(Beginning of DATASET ENTRIES)

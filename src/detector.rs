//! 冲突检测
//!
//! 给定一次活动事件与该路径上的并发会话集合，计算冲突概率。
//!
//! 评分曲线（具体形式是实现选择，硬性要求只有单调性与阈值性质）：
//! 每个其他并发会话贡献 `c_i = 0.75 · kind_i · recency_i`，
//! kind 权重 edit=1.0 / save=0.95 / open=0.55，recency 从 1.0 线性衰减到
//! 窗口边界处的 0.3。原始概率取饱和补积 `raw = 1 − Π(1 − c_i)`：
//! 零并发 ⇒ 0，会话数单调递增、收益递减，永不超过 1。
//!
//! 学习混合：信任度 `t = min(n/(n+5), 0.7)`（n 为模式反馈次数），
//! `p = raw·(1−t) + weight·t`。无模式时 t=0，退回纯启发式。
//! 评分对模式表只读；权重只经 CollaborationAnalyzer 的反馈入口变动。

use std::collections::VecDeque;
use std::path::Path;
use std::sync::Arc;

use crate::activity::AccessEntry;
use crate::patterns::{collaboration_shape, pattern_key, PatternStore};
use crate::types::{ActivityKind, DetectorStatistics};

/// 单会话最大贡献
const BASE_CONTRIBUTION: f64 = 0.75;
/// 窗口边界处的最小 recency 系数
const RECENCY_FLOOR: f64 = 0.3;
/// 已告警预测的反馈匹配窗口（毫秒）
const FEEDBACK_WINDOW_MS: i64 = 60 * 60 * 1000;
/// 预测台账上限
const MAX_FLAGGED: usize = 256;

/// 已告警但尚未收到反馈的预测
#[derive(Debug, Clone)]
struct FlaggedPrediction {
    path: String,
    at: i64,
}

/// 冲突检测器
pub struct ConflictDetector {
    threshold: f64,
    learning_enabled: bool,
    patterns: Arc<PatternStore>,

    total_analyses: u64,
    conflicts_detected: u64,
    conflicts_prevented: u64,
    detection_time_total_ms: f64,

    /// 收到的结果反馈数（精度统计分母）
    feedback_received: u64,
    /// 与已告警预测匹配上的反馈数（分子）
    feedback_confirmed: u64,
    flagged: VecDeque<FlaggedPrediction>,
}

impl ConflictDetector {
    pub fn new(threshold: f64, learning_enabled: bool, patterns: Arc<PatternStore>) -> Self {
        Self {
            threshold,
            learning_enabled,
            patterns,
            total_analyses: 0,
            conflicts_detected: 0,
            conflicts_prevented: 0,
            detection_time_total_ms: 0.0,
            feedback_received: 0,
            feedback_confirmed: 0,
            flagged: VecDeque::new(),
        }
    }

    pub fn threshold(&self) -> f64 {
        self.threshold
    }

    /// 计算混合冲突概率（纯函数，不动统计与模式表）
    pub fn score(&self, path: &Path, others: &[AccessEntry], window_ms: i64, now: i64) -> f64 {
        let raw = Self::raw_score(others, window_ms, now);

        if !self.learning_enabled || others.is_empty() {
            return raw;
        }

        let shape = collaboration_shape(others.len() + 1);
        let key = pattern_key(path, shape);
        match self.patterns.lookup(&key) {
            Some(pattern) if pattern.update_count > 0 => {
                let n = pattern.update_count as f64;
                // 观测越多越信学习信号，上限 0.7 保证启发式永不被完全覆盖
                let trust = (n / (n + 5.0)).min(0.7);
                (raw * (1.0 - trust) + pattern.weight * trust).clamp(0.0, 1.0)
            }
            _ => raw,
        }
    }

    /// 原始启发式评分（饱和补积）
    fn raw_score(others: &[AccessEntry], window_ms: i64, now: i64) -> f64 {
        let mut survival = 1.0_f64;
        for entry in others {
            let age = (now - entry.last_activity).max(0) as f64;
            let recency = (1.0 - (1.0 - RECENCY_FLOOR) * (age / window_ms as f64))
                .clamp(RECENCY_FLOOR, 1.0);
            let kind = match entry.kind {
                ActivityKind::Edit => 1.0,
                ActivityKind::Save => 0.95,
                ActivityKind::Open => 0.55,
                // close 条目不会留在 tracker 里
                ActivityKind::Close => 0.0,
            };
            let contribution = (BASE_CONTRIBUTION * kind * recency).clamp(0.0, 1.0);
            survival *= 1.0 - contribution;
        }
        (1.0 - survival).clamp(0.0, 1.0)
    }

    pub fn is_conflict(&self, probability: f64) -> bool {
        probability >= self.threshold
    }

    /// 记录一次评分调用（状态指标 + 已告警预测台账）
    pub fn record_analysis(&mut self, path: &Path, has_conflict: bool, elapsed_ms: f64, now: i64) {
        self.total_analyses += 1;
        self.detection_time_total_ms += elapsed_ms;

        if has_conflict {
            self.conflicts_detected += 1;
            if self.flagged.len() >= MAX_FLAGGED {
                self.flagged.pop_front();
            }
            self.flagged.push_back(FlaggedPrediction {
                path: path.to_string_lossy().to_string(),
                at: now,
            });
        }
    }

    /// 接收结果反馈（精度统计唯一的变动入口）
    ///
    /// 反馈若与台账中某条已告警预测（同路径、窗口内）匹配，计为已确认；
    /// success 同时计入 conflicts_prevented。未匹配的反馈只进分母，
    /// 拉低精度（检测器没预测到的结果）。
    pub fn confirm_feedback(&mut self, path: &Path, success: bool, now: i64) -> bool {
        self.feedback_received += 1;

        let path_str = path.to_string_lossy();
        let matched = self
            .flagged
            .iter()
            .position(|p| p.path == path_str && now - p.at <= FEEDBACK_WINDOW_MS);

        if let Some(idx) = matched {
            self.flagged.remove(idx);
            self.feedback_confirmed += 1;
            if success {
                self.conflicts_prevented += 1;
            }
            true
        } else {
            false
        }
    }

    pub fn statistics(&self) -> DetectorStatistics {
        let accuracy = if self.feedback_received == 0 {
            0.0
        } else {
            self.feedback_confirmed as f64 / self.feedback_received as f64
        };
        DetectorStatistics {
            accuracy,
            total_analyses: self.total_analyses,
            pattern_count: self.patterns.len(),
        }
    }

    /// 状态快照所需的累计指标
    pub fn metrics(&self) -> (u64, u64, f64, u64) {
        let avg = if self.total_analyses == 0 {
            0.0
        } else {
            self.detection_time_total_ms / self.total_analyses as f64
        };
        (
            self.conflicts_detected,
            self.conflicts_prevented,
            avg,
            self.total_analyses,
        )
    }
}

(End of DATASET ENTRIES)

**ASSIGNMENT**:
Tally the lines above with "clamp", please; number only.

**SOLUTION TO THIS TASK**:
4